GATA1 Gene Polymorphisms in Down Syndrome Patients

Abstract

Objectives: Down syndrome (DS) patients have a 500 fold higher possibility of developing acute megakaryoblastic leukemia (AMKL), compared with the general population. GATA1 mutations, acquired in the early prenatal stages, contributes to leukemogenesis in AMKL and has been the explanation for the cause of early hematopoietic disorders. The aim of this study was to investigate the influence of GATA1 gene polymorphisms in patients with DS. Methods: Thirty-nine DS patients, aged ≤ 4 years, were recruited into the study. GATA1 gene polymorphisms were identified by unidirectional deep sequencing.
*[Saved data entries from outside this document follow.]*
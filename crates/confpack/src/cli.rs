//! CLI definition and dispatch

use crate::commands;
use crate::settings::Settings;
use anyhow::Result;
use clap::{Parser, Subcommand, ValueEnum};
use std::path::PathBuf;

/// Output format options
#[derive(Debug, Clone, Copy, ValueEnum, PartialEq)]
pub enum OutputFormat {
    /// Human-readable text format
    Text,
    /// JSON structured format
    Json,
}

/// Log format options
#[derive(Debug, Clone, Copy, ValueEnum)]
pub enum LogFormat {
    /// Human-readable text format
    Text,
    /// JSON structured format
    Json,
}

impl LogFormat {
    fn as_str(&self) -> &'static str {
        match self {
            LogFormat::Text => "text",
            LogFormat::Json => "json",
        }
    }
}

/// Package generation methods
#[derive(Debug, Clone, Copy, ValueEnum)]
pub enum GenerationMethod {
    /// Write module directories
    Write,
    /// Pack tar.gz archives
    Archive,
}

/// confpack subcommands
#[derive(Debug, Subcommand)]
pub enum Commands {
    /// Define a new package in the workspace
    Init {
        /// Short machine name (the bundle prefix is added automatically)
        short_name: String,
        /// Human name (defaults to the short name)
        #[arg(long)]
        name: Option<String>,
        /// Short description of the package
        #[arg(long)]
        description: Option<String>,
        /// Package version, e.g. 1.0.0
        #[arg(long)]
        version: Option<String>,
        /// Bundle machine name (defaults to the default bundle)
        #[arg(long)]
        bundle: Option<String>,
    },
    /// Preview every package and its configuration by component type
    List {
        /// Limit the preview to one package
        #[arg(long)]
        package: Option<String>,
        /// Output format
        #[arg(long, value_enum, default_value = "text")]
        output_format: OutputFormat,
    },
    /// Reconcile a package's selection against the live configuration
    Reconcile {
        /// Package machine name
        package: String,
        /// Selections file (form submission values as JSON; omit for a first render)
        #[arg(long)]
        selections: Option<PathBuf>,
        /// Allow configuration claimed by other exported packages
        #[arg(long)]
        allow_conflicts: bool,
        /// Output format
        #[arg(long, value_enum, default_value = "text")]
        output_format: OutputFormat,
    },
    /// Finalize a package's selection and generate its export output
    Export {
        /// Package machine name
        package: String,
        /// Selections file (form submission values as JSON; omit to export as-is)
        #[arg(long)]
        selections: Option<PathBuf>,
        /// Allow configuration claimed by other exported packages
        #[arg(long)]
        allow_conflicts: bool,
        /// Mark all config as required
        #[arg(long)]
        require_all: bool,
        /// Generation method
        #[arg(long, value_enum, default_value = "write")]
        method: GenerationMethod,
        /// Output directory for generated packages
        #[arg(long)]
        out_dir: Option<PathBuf>,
        /// Output format
        #[arg(long, value_enum, default_value = "text")]
        output_format: OutputFormat,
    },
    /// Import configuration a package references but the site is missing
    ImportMissing {
        /// Package machine name
        package: String,
        /// Output format
        #[arg(long, value_enum, default_value = "text")]
        output_format: OutputFormat,
    },
}

/// Assemble and export configuration packages
#[derive(Debug, Parser)]
#[command(name = "confpack", version, about)]
pub struct Cli {
    /// Workspace snapshot path (overrides the settings file)
    #[arg(long, global = true)]
    pub snapshot: Option<PathBuf>,

    /// Settings file path
    #[arg(long, global = true, default_value = "confpack.toml")]
    pub settings: PathBuf,

    /// Log format
    #[arg(long, global = true, value_enum)]
    pub log_format: Option<LogFormat>,

    #[command(subcommand)]
    pub command: Commands,
}

impl Cli {
    pub fn dispatch(self) -> Result<()> {
        confpack_core::logging::init(self.log_format.map(|f| f.as_str()))?;

        let settings = Settings::load(&self.settings)?;
        let snapshot = self
            .snapshot
            .or_else(|| settings.snapshot.clone())
            .unwrap_or_else(|| PathBuf::from("site.json"));

        match self.command {
            Commands::Init {
                short_name,
                name,
                description,
                version,
                bundle,
            } => commands::init::execute(commands::init::InitArgs {
                snapshot,
                short_name,
                name,
                description,
                version,
                bundle,
            }),
            Commands::List {
                package,
                output_format,
            } => commands::list::execute(commands::list::ListArgs {
                snapshot,
                package,
                output_format,
            }),
            Commands::Reconcile {
                package,
                selections,
                allow_conflicts,
                output_format,
            } => commands::reconcile::execute(commands::reconcile::ReconcileArgs {
                snapshot,
                package,
                selections,
                allow_conflicts: allow_conflicts || settings.allow_conflicts,
                output_format,
            }),
            Commands::Export {
                package,
                selections,
                allow_conflicts,
                require_all,
                method,
                out_dir,
                output_format,
            } => commands::export::execute(commands::export::ExportArgs {
                snapshot,
                package,
                selections,
                allow_conflicts: allow_conflicts || settings.allow_conflicts,
                require_all,
                method,
                out_dir: out_dir
                    .or_else(|| settings.export_dir.clone())
                    .unwrap_or_else(|| PathBuf::from("export")),
                output_format,
            }),
            Commands::ImportMissing {
                package,
                output_format,
            } => commands::import_missing::execute(commands::import_missing::ImportMissingArgs {
                snapshot,
                package,
                output_format,
            }),
        }
    }
}
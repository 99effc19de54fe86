//! Export command: finalize and generate a package
//!
//! Reconciles the package's selection, writes the finalized config list and
//! constraints back onto the package, generates the export output with the
//! chosen method, and persists the updated package to the snapshot. A package
//! referencing configuration missing from the site is refused unless
//! conflicts are allowed, in which case the missing items are dropped from
//! the output.

use crate::cli::{GenerationMethod, OutputFormat};
use crate::commands::shared::{load_manager, load_selections, save_manager};
use anyhow::{bail, Result};
use confpack_core::errors::PackageError;
use confpack_core::generate::{
    generate_packages, ArchiveGenerator, GenerateOptions, Generator, WriteGenerator,
};
use confpack_core::reconcile::{ReconcileOptions, SelectionReconciler};
use std::path::PathBuf;
use tracing::info;

pub struct ExportArgs {
    pub snapshot: PathBuf,
    pub package: String,
    pub selections: Option<PathBuf>,
    pub allow_conflicts: bool,
    pub require_all: bool,
    pub method: GenerationMethod,
    pub out_dir: PathBuf,
    pub output_format: OutputFormat,
}

pub fn execute(args: ExportArgs) -> Result<()> {
    let mut manager = load_manager(&args.snapshot)?;
    let Some(package) = manager.package(&args.package) else {
        return Err(PackageError::NotFound { name: args.package }.into());
    };
    let submission = load_selections(args.selections.as_deref())?;

    let outcome = SelectionReconciler::new(&manager).reconcile(
        package,
        &submission,
        &ReconcileOptions {
            allow_conflicts: args.allow_conflicts,
        },
    );
    if !outcome.missing.is_empty() && !args.allow_conflicts {
        bail!(
            "Package {} references configuration missing from the site: {}.\n\
             Run import-missing to restore it, or pass --allow-conflicts to drop it.",
            args.package,
            outcome.missing.join(", ")
        );
    }

    // Finalize the selection on a fresh copy and store it before generating.
    let mut finalized = package.clone();
    outcome.apply(&mut finalized, args.require_all, manager.collection());
    manager.set_package(finalized);

    let generator: Box<dyn Generator> = match args.method {
        GenerationMethod::Write => Box::new(WriteGenerator::new(&args.out_dir)),
        GenerationMethod::Archive => Box::new(ArchiveGenerator::new(&args.out_dir)),
    };
    let report = generate_packages(
        generator.as_ref(),
        &[args.package.clone()],
        &manager,
        &GenerateOptions {
            allow_missing: args.allow_conflicts,
        },
    );

    // Exported packages come back with refreshed orig lists; keep those.
    for generated in &report.generated {
        manager.set_package(generated.package.clone());
        info!(package = %generated.machine_name, path = %generated.path.display(), "generated package");
    }
    save_manager(&manager, &args.snapshot)?;

    match args.output_format {
        OutputFormat::Json => println!("{}", serde_json::to_string_pretty(&report)?),
        OutputFormat::Text => {
            for generated in &report.generated {
                println!(
                    "Generated {} ({} files) at {}",
                    generated.machine_name,
                    generated.files,
                    generated.path.display()
                );
            }
            for failed in &report.failed {
                eprintln!("Failed {}: {}", failed.machine_name, failed.error);
            }
        }
    }

    if report.generated.is_empty() {
        bail!("No packages were generated");
    }
    Ok(())
}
Results: GATA1 gene polymorphisms were identified in four patients: proband-11 had GATA1 gene polymorphism, NP_002040.1:p.His71Arg (rs374300356); proband-17 had NP_002040.1:p. Tyr69Cys; proband-19 had NP_002040.1:p.Lys100Arg; and proband-20 had NP_002040.1:p. Tyr69Cys. Analyzing these GATA1 gene polymorphisms with 14 different software programs to evaluate its pathogenicity showed that NP_002040.1:p.His71Arg had damaging effects on GATA1 gene function. Conclusion: We identified four GATA1 gene polymorphisms in this cohort of 39 patients. The polymorphism identified in proband-11 (NP_002040.1:p.His71Arg) has possible damaging effects on gene regulation, and thus, we recommend routine clinical examination in this patient.